Memory Layout Deep Dive

This deep dive explores the critical relationship between data structure design and memory performance in modern C++ applications.

The Memory Hierarchy Reality

Modern CPUs have a complex memory hierarchy with dramatically different access latencies:

Level	Size	Latency	Cycles
L1 Cache	32-64 KB	~1 ns	3-4
L2 Cache	256-512 KB	~4 ns	10-12
L3 Cache	2-32 MB	~12 ns	40-50
Main Memory	GBs	~100 ns	200-300

Key insight: A cache miss can cost 100x more than a cache hit.
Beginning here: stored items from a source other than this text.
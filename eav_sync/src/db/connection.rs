//! Database connection handling
//!
//! This module provides functionality to establish and manage database connections,
//! plus the small amount of SQL dialect knowledge the rest of the engine needs.

use std::str::FromStr;
use std::time::Duration;

use sqlx::{
    postgres::PgPoolOptions,
    sqlite::{SqliteConnectOptions, SqlitePoolOptions},
    PgPool, Row, SqlitePool,
};

use crate::config::DatabaseConfig;
use crate::error::{Error, Result};

/// Run the same query body against whichever pool backs a connection.
///
/// The body is expanded once per driver, so it may only use APIs that exist for both.
#[macro_export]
macro_rules! with_pool {
    ($conn:expr, $pool:ident => $body:expr) => {
        match $conn {
            $crate::db::connection::DatabaseConnection::Postgres($pool) => $body,
            $crate::db::connection::DatabaseConnection::Sqlite($pool) => $body,
        }
    };
}

/// Bind parameter for the dynamically built statements in this crate
#[derive(Debug, Clone, PartialEq)]
pub enum Param {
    Int(i64),
    Text(Option<String>),
}

impl From<i64> for Param {
    fn from(value: i64) -> Self {
        Param::Int(value)
    }
}

impl From<&str> for Param {
    fn from(value: &str) -> Self {
        Param::Text(Some(value.to_string()))
    }
}

impl From<String> for Param {
    fn from(value: String) -> Self {
        Param::Text(Some(value))
    }
}

impl From<Option<String>> for Param {
    fn from(value: Option<String>) -> Self {
        Param::Text(value)
    }
}

/// Enumeration of supported database types
#[derive(Debug, Clone)]
pub enum DatabaseConnection {
    Postgres(PgPool),
    Sqlite(SqlitePool),
}

impl DatabaseConnection {
    /// Create a new database connection from configuration
    pub async fn connect(config: &DatabaseConfig) -> Result<Self> {
        let pool_size = config.pool_size.unwrap_or(10);
        let timeout = Duration::from_secs(config.timeout_seconds.unwrap_or(30));

        match config.driver.as_str() {
            "postgres" => {
                let pool = PgPoolOptions::new()
                    .max_connections(pool_size)
                    .acquire_timeout(timeout)
                    .connect(&config.url)
                    .await?;

                Ok(DatabaseConnection::Postgres(pool))
            }
            "sqlite" => {
                let options = SqliteConnectOptions::from_str(&config.url)?.create_if_missing(true);

                // Every connection to :memory: opens a fresh database, so keep exactly one
                // and never let the pool recycle it.
                let pool = if config.url.contains(":memory:") {
                    SqlitePoolOptions::new()
                        .max_connections(1)
                        .min_connections(1)
                        .idle_timeout(None)
                        .max_lifetime(None)
                        .acquire_timeout(timeout)
                        .connect_with(options)
                        .await?
                } else {
                    SqlitePoolOptions::new()
                        .max_connections(pool_size)
                        .acquire_timeout(timeout)
                        .connect_with(options)
                        .await?
                };

                Ok(DatabaseConnection::Sqlite(pool))
            }
            _ => Err(Error::DatabaseError(format!(
                "Unsupported database driver: {}",
                config.driver
            ))),
        }
    }

    /// SQL dialect spoken by this connection
    pub fn dialect(&self) -> Dialect {
        match self {
            DatabaseConnection::Postgres(_) => Dialect::Postgres,
            DatabaseConnection::Sqlite(_) => Dialect::Sqlite,
        }
    }

    /// Execute a single SQL statement without parameters
    pub async fn execute(&self, sql: &str) -> Result<u64> {
        let affected = with_pool!(self, pool => sqlx::query(sql).execute(pool).await?.rows_affected());
        Ok(affected)
    }

    /// Execute a single statement with bound parameters
    pub async fn execute_with(&self, sql: &str, params: &[Param]) -> Result<u64> {
        let affected = with_pool!(self, pool => {
            let mut query = sqlx::query(sql);
            for param in params {
                query = match param {
                    Param::Int(value) => query.bind(*value),
                    Param::Text(value) => query.bind(value.clone()),
                };
            }
            query.execute(pool).await?.rows_affected()
        });
        Ok(affected)
    }

    /// Fetch rows whose columns are all text (or NULL).
    ///
    /// Callers select `CAST(... AS TEXT)` so one decoding path serves both drivers.
    pub async fn fetch_text_rows(&self, sql: &str, params: &[Param]) -> Result<Vec<Vec<Option<String>>>> {
        let rows = with_pool!(self, pool => {
            let mut query = sqlx::query(sql);
            for param in params {
                query = match param {
                    Param::Int(value) => query.bind(*value),
                    Param::Text(value) => query.bind(value.clone()),
                };
            }
            query
                .fetch_all(pool)
                .await?
                .iter()
                .map(|row| {
                    (0..row.len())
                        .map(|i| row.try_get::<Option<String>, _>(i))
                        .collect::<std::result::Result<Vec<_>, _>>()
                })
                .collect::<std::result::Result<Vec<_>, _>>()?
        });
        Ok(rows)
    }

    /// Fetch a single integer, typically `COUNT(*)` or a generated id
    pub async fn fetch_i64(&self, sql: &str, params: &[Param]) -> Result<i64> {
        let value = with_pool!(self, pool => {
            let mut query = sqlx::query_scalar::<_, i64>(sql);
            for param in params {
                query = match param {
                    Param::Int(value) => query.bind(*value),
                    Param::Text(value) => query.bind(value.clone()),
                };
            }
            query.fetch_one(pool).await?
        });
        Ok(value)
    }
}

/// SQL dialect differences the engine cares about
#[derive(Debug, Clone, Copy, PartialEq, Eq)]
pub enum Dialect {
    Postgres,
    Sqlite,
}

impl Dialect {
    /// Positional bind placeholder, 1-based
    pub fn placeholder(&self, index: usize) -> String {
        match self {
            Dialect::Postgres => format!("${}", index),
            Dialect::Sqlite => "?".to_string(),
        }
    }

    /// Placeholder for a value bound as text and stored in a column of `sql_type`.
    ///
    /// Postgres will not coerce a text parameter into a numeric or timestamp column on its
    /// own; SQLite applies column affinity instead and must not see a CAST to TIMESTAMP
    /// (that would be NUMERIC affinity and truncate the string).
    pub fn value_param(&self, index: usize, sql_type: &str) -> String {
        match self {
            Dialect::Postgres => format!("CAST(${} AS {})", index, sql_type),
            Dialect::Sqlite => "?".to_string(),
        }
    }

    /// Expression converting `expr` into `sql_type` inside a statement
    pub fn cast(&self, expr: &str, sql_type: &str) -> String {
        match self {
            Dialect::Postgres => format!("CAST({} AS {})", expr, sql_type),
            Dialect::Sqlite if sql_type.to_lowercase().starts_with("timestamp") => expr.to_string(),
            Dialect::Sqlite => format!("CAST({} AS {})", expr, sql_type),
        }
    }

    /// Quote an identifier
    pub fn quote(&self, identifier: &str) -> String {
        format!("\"{}\"", identifier.replace('"', "\"\""))
    }

    /// Render a string literal
    pub fn literal(&self, value: &str) -> String {
        format!("'{}'", value.replace('\'', "''"))
    }

    /// Column definition for an auto-incrementing integer primary key
    pub fn auto_increment_primary_key(&self) -> &'static str {
        match self {
            Dialect::Postgres => "BIGSERIAL PRIMARY KEY",
            Dialect::Sqlite => "INTEGER PRIMARY KEY AUTOINCREMENT",
        }
    }

    pub fn name(&self) -> &'static str {
        match self {
            Dialect::Postgres => "postgres",
            Dialect::Sqlite => "sqlite",
        }
    }
}

#[cfg(test)]
mod tests {
    use super::*;

    #[test]
    fn placeholders_follow_driver_syntax() {
        assert_eq!(Dialect::Postgres.placeholder(2), "$2");
        assert_eq!(Dialect::Sqlite.placeholder(2), "?");
        assert_eq!(Dialect::Postgres.value_param(3, "BIGINT"), "CAST($3 AS BIGINT)");
        assert_eq!(Dialect::Sqlite.value_param(3, "BIGINT"), "?");
    }

    #[test]
    fn sqlite_never_casts_to_timestamp() {
        assert_eq!(Dialect::Sqlite.cast("value", "TIMESTAMP"), "value");
        assert_eq!(Dialect::Sqlite.cast("value", "BIGINT"), "CAST(value AS BIGINT)");
        assert_eq!(Dialect::Postgres.cast("value", "TIMESTAMP"), "CAST(value AS TIMESTAMP)");
    }

    #[tokio::test]
    async fn text_rows_round_trip_through_sqlite() {
        let conn = DatabaseConnection::connect(&DatabaseConfig::sqlite_memory())
            .await
            .unwrap();
        conn.execute("CREATE TABLE sample (id INTEGER PRIMARY KEY, name VARCHAR(20))")
            .await
            .unwrap();
        conn.execute_with(
            "INSERT INTO sample (id, name) VALUES (?, ?), (?, ?)",
            &[Param::Int(1), "one".into(), Param::Int(2), Param::Text(None)],
        )
        .await
        .unwrap();

        let rows = conn
            .fetch_text_rows(
                "SELECT CAST(id AS TEXT), name FROM sample ORDER BY id",
                &[],
            )
            .await
            .unwrap();
        assert_eq!(
            rows,
            vec![
                vec![Some("1".to_string()), Some("one".to_string())],
                vec![Some("2".to_string()), None],
            ]
        );
        assert_eq!(conn.fetch_i64("SELECT COUNT(*) FROM sample", &[]).await.unwrap(), 2);
    }

    #[test]
    fn literals_and_identifiers_are_escaped() {
        assert_eq!(Dialect::Sqlite.literal("O'Brien"), "'O''Brien'");
        assert_eq!(Dialect::Postgres.quote("customer_entity"), "\"customer_entity\"");
    }
}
Memory layout optimization is about maximizing cache utilization.

AOS vs SOA: The Layout Battle

Array of Structures (AOS)

cpp

// Traditional approach - intuitive but often suboptimal
struct Particle {
    float x, y, z;      // Position (12 bytes)
    float vx, vy, vz;   // Velocity (12 bytes)
    float mass;         // Property (4 bytes)
};  // Total: 28 bytes per particle

std::vector<Particle> particles(10000);

Problems with AOS:

Poor cache utilization: When updating positions, we load velocity and mass into cache unnecessarily
SIMD unfriendly: Data is interleaved, making vectorization difficult
False sharing risk: Adjacent particles may share cache lines in multi-threaded scenarios

Structure of Arrays (SOA)

cpp

// Performance-oriented approach
struct ParticleSystem {
    std::vector<float> x, y, z;      // All x positions contiguous
    std::vector<float> vx, vy, vz;   // All velocities contiguous
    std::vector<float> mass;          // All masses contiguous
};

ParticleSystem particles;
particles.x.resize(10000);
particles.y.resize(10000);
// ... etc.

Benefits of SOA:

Perfect cache utilization: When processing positions, only position data enters cache
SIMD friendly: Contiguous arrays enable natural vectorization
Better prefetching: Hardware prefetcher can predict access patterns

Performance Comparison

cpp

// AOS update - scattered memory access
void updateAOS(std::vector<Particle>& p, float dt) {
    for (auto& particle : p) {
        particle.x += particle.vx * dt;
        particle.y += particle.vy * dt;
        particle.z += particle.vz * dt;
    }
}

// SOA update - contiguous memory access, SIMD-friendly
void updateSOA(ParticleSystem& p, float dt) {
    for (size_t i = 0; i < p.x.size(); ++i) {
        p.x[i] += p.vx[i] * dt;
        p.y[i] += p.vy[i] * dt;
        p.z[i] += p.vz[i] * dt;
    }
}

Benchmark results (1M particles, AVX2 enabled):

Layout	Time (ms)	Speedup	SIMD Utilization
AOS	8.2	1.0x	~15%
SOA	2.1	3.9x	~85%

Cache Line Alignment

The 64-Byte Boundary

Modern x86 CPUs use 64-byte cache lines. Data crossing cache line boundaries requires two memory accesses.

cpp

#include <hpc/core.hpp>

// BAD: Unaligned structure
struct UnalignedCounter {
    std::atomic<int64_t> counter1;  // 8 bytes
    std::atomic<int64_t> counter2;  // 8 bytes
    std::atomic<int64_t> counter3;  // 8 bytes
    std::atomic<int64_t> counter4;  // 8 bytes
};  // Total: 32 bytes - all in one cache line!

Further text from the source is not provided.